Melanie Schweizer: Ja, genau, damit wird das internationale Recht zu Grabe getragen.
etos.media: Schau mal bitte in deine Glaskugel: Wie siehst du die politische Entwicklung unter Kanzler Merz? Was bedeutet diese offen rechte Kanzlerschaft für den autoritären Staatsumbau?
Melanie Schweizer: Ja, wir bewegen uns in Richtung einer autokratischen Staatsform – und sind in vielerlei Hinsicht bereits dort. Mir macht Angst, was unter Merz möglich sein wird. Wenn all das schon unter Scholz und den „Sozial“-Demokraten und Grünen machbar war – Parteien, die sich zumindest theoretisch noch auf demokratische Werte berufen –, dann kann man sich ausmalen, was unter einem CDU-Kanzler passiert. Das macht nicht sehr viel Hoffnung auf das, was kommt. Die CDU hat schon immer eine autoritäre Grundhaltung gehabt, und die AfD ist ja letztlich auch aus der CDU heraus entstanden. Und auch die Fremdenfeindlichkeit ist tief in der CDU und CSU verwurzelt.
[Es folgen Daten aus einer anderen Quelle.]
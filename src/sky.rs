//! The aggregate star-field.
//!
//! An ordered collection of independently-running stars; index equals
//! physical LED position. The sky itself holds no state beyond the stars:
//! composition samples each star's lock in turn, which keeps the snapshot
//! cost O(N) without a global lock serializing star updates. A frame may
//! therefore contain colors sampled at slightly different instants per
//! pixel; acceptable for a visual animation.

use crate::color::Rgb;
use crate::config::TwinkleConfig;
use crate::rng::SplitMix64;
use crate::shutdown::Shutdown;
use crate::star::Star;

/// A fixed-size field of N stars.
///
/// Each star is driven by its own activity. Spawn one task per star, or
/// join the futures directly:
///
/// ```ignore
/// #[embassy_executor::task(pool_size = LED_COUNT)]
/// async fn star_task(sky: &'static Sky<LED_COUNT>, index: usize) {
///     sky.run_star(index, &SHUTDOWN).await;
/// }
/// ```
pub struct Sky<const N: usize> {
    stars: [Star; N],
}

impl<const N: usize> Sky<N> {
    /// Build N dark stars, deriving an independent random stream for each
    /// from `rng`.
    pub fn new(config: TwinkleConfig, mut rng: SplitMix64) -> Self {
        Self {
            stars: core::array::from_fn(|_| Star::new(config, rng.next_u64())),
        }
    }

    pub const fn len(&self) -> usize {
        N
    }

    pub const fn is_empty(&self) -> bool {
        N == 0
    }

    pub fn star(&self, index: usize) -> &Star {
        &self.stars[index]
    }

    /// Sample every star into `frame`, in index order.
    pub fn compose(&self, frame: &mut [Rgb; N]) {
        for (led, star) in frame.iter_mut().zip(&self.stars) {
            *led = star.color();
        }
    }

    /// Drive the star at `index` until shutdown is observed.
    pub async fn run_star(&self, index: usize, shutdown: &Shutdown) {
        self.stars[index].run(shutdown).await;
    }
}
#![no_std]

pub mod color;
pub mod config;
pub mod frame_scheduler;
pub mod report;
pub mod rng;
pub mod shutdown;
pub mod sky;
pub mod star;

pub use color::{Hsv, Rgb, hsv_to_rgb};
pub use config::{FadeMode, SaturationPolicy, TwinkleConfig};
pub use frame_scheduler::{DEFAULT_FPS, DEFAULT_FRAME_DURATION, FrameResult, FrameScheduler};
pub use report::{ErrorChannel, ErrorSender};
pub use rng::SplitMix64;
pub use shutdown::Shutdown;
pub use sky::Sky;
pub use star::Star;

pub use embassy_time::{Duration, Instant};

/// Abstract LED driver trait
///
/// Implement this trait to support different hardware platforms.
/// The frame scheduler is generic over this trait; a rejected frame is
/// reported, never retried, and the animation continues at the next tick.
pub trait OutputDriver {
    /// Transmission error reported when a frame is rejected.
    type Error;

    /// Write colors to the LED strip
    fn write(&mut self, colors: &[Rgb]) -> Result<(), Self::Error>;
}
//! Floating-point HSV color handling.
//!
//! Hue is measured in turns [0, 1); saturation and value live in [0, 1].
//! Floats keep the random color generation simple; pixels are packed to
//! 8 bits per channel only at the output boundary.

use smart_leds::RGB8;

pub type Rgb = RGB8;

/// An HSV color. Immutable value type; normalize before converting.
#[derive(Debug, Clone, Copy, Default, PartialEq)]
pub struct Hsv {
    pub h: f32,
    pub s: f32,
    pub v: f32,
}

impl Hsv {
    /// Fully dark (all channels zero after conversion).
    pub const BLACK: Self = Self::new(0.0, 0.0, 0.0);

    pub const fn new(h: f32, s: f32, v: f32) -> Self {
        Self { h, s, v }
    }

    /// Wrap hue into [0, 1) and clamp saturation and value into [0, 1].
    pub fn normalized(self) -> Self {
        Self {
            h: wrap_turns(self.h),
            s: clamp01(self.s),
            v: clamp01(self.v),
        }
    }

    /// Convert to normalized RGB, each channel in [0, 1].
    pub fn to_rgb(self) -> (f32, f32, f32) {
        hsv_to_rgb(self.h, self.s, self.v)
    }

    /// Pack into an 8-bit-per-channel pixel.
    ///
    /// `RGB8` carries no alpha channel; output drivers treat the pixel as
    /// fully opaque.
    #[allow(clippy::cast_possible_truncation, clippy::cast_sign_loss)]
    pub fn to_pixel(self) -> Rgb {
        let (r, g, b) = self.to_rgb();
        Rgb {
            r: libm::roundf(r * 255.0) as u8,
            g: libm::roundf(g * 255.0) as u8,
            b: libm::roundf(b * 255.0) as u8,
        }
    }
}

fn clamp01(x: f32) -> f32 {
    x.clamp(0.0, 1.0)
}

fn wrap_turns(h: f32) -> f32 {
    let wrapped = h - libm::floorf(h);
    // floorf(1.0 - epsilon) rounding can still yield 1.0
    if wrapped >= 1.0 { 0.0 } else { wrapped }
}

/// Standard six-sector HSV to RGB conversion.
///
/// Inputs are expected pre-normalized (hue wrapped to [0, 1), saturation and
/// value clamped to [0, 1]); out-of-range values select a sector
/// deterministically but are otherwise unspecified.
///
/// `s == 0` short-circuits to grayscale, matching the canonical conversion
/// rather than falling through the sector math.
#[allow(clippy::cast_possible_truncation, clippy::cast_sign_loss)]
pub fn hsv_to_rgb(h: f32, s: f32, v: f32) -> (f32, f32, f32) {
    if s == 0.0 {
        return (v, v, v);
    }

    let mut h6 = h * 6.0;
    if h6 >= 6.0 {
        // hue 1.0 wraps to sector 0
        h6 = 0.0;
    }
    let sector = libm::floorf(h6);
    let frac = h6 - sector;

    let v1 = v * (1.0 - s);
    let v2 = v * (1.0 - s * frac);
    let v3 = v * (1.0 - s * (1.0 - frac));

    match sector as u8 {
        0 => (v, v3, v1),
        1 => (v2, v, v1),
        2 => (v1, v, v3),
        3 => (v1, v2, v),
        4 => (v3, v1, v),
        _ => (v, v1, v2),
    }
}
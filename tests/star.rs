mod tests {
    use embassy_futures::block_on;
    use embassy_futures::join::join;
    use embassy_time::{Duration, Timer};
    use starfield::color::Rgb;
    use starfield::{FadeMode, SaturationPolicy, Shutdown, Star, TwinkleConfig};

    const BLACK: Rgb = Rgb { r: 0, g: 0, b: 0 };

    fn test_config(fade: FadeMode) -> TwinkleConfig {
        TwinkleConfig {
            fade,
            saturation: SaturationPolicy::Vivid,
            lifetime_min: Duration::from_millis(10),
            lifetime_max: Duration::from_millis(20),
            ignition_jitter: Duration::from_millis(1),
        }
    }

    fn brightness(color: Rgb) -> u8 {
        color.r.max(color.g).max(color.b)
    }

    #[test]
    fn test_starts_dark() {
        let star = Star::new(test_config(FadeMode::Smooth), 1);
        assert_eq!(star.color(), BLACK);
    }

    #[test]
    fn test_ignite_reaches_full_value() {
        let star = Star::new(test_config(FadeMode::Smooth), 2);
        star.ignite();
        // value 1.0 means the strongest channel saturates
        assert_eq!(brightness(star.color()), 255);
    }

    #[test]
    fn test_first_tick_ignites_immediately() {
        let config = test_config(FadeMode::Smooth);
        let star = Star::new(config, 3);
        let sleep = star.tick();
        assert_ne!(star.color(), BLACK);
        // smooth mode paces at lifetime / 100
        assert!(sleep >= Duration::from_micros(100), "sleep {sleep:?}");
        assert!(sleep <= Duration::from_micros(200), "sleep {sleep:?}");
    }

    #[test]
    fn test_binary_tick_sleeps_full_lifetime() {
        let config = test_config(FadeMode::Binary);
        let star = Star::new(config, 4);
        for _ in 0..10 {
            let sleep = star.tick();
            assert!(sleep >= config.lifetime_min, "sleep {sleep:?}");
            assert!(sleep <= config.lifetime_max, "sleep {sleep:?}");
            // binary stars hold full brightness across their whole lifetime
            assert_eq!(brightness(star.color()), 255);
        }
    }

    #[test]
    fn test_smooth_fade_decays_and_reignites() {
        let star = Star::new(test_config(FadeMode::Smooth), 5);
        star.tick();
        assert_eq!(brightness(star.color()), 255);

        let mut dimmed = false;
        let mut reignited = false;
        for _ in 0..150 {
            star.tick();
            let level = brightness(star.color());
            if level < 130 {
                dimmed = true;
            }
            if dimmed && level == 255 {
                reignited = true;
                break;
            }
        }
        assert!(dimmed, "star never faded below half brightness");
        assert!(reignited, "star never re-ignited after fading out");
    }

    #[test]
    fn test_equal_seeds_produce_equal_sequences() {
        let a = Star::new(test_config(FadeMode::Smooth), 42);
        let b = Star::new(test_config(FadeMode::Smooth), 42);
        for _ in 0..50 {
            assert_eq!(a.tick(), b.tick());
            assert_eq!(a.color(), b.color());
        }
    }

    #[test]
    fn test_run_ignites_and_darkens_on_shutdown() {
        let star = Star::new(test_config(FadeMode::Smooth), 7);
        let shutdown = Shutdown::new();

        block_on(join(star.run(&shutdown), async {
            let mut lit = false;
            for _ in 0..500 {
                Timer::after(Duration::from_millis(1)).await;
                if star.color() != BLACK {
                    lit = true;
                    break;
                }
            }
            assert!(lit, "star never ignited while running");
            shutdown.request();
        }));

        assert_eq!(star.color(), BLACK);
        block_on(shutdown.wait_idle());
    }
}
Für Deutschland und Europa bedeutet das nichts Gutes. Die Regierungen setzen inzwischen fast ausschließlich auf Krieg, weil die Wirtschaft durch jahrelanges Missmanagement in die Krise geraten ist. Und wir wissen aus der Geschichte, dass wirtschaftliche Krisen Menschen empfänglicher für das Autoritäre und für diesen Führerkult machen. Die 1920er und 1930er Jahre sind das beste Beispiel. Jetzt ist die Zeit, in der sich die breite Masse wirklich bewegen muss. Es reicht nicht, alibimäßig zu einer Anti-AfD-Demo zu gehen. Wer wirklich gegen Rechts ist, muss für den Schutz von Minderheiten eintreten und für Muslime und Palästinenser*innen einstehen. Es kann nicht sein, dass Menschen hier nicht einmal Raum zum Trauern bekommen. Wir werden wohl sehen, was Merz anrichtet, wenn er erstmal der „König von Deutschland“ ist.
Es ist mir aber sehr wichtig, dass mein Fall nicht als Abschreckungsbeispiel dient, sondern als Motivation. Wer sich bisher nicht geäußert oder engagiert hat, sollte vielleicht genau jetzt den Moment nutzen. Denn ich bin nicht die Erste, der so etwas passiert – es gibt viele Menschen, die aus politischen oder weltanschaulichen Gründen aus ihren Jobs entfernt und dadurch wirtschaftlich massiv bedroht werden. Jetzt ist die Zeit, sich einzusetzen, sich zu wehren und klarzumachen: Das lassen wir uns nicht bieten.
Niemand muss meine Meinung teilen. Aber wenn wir in einer Demokratie leben wollen, bedeutet das, dass wir die Meinungsfreiheit schützen – jetzt ist der Moment, sich zu engagieren und für unsere Rechte zu kämpfen.
etos.media: Vielen Dank für das Gespräch.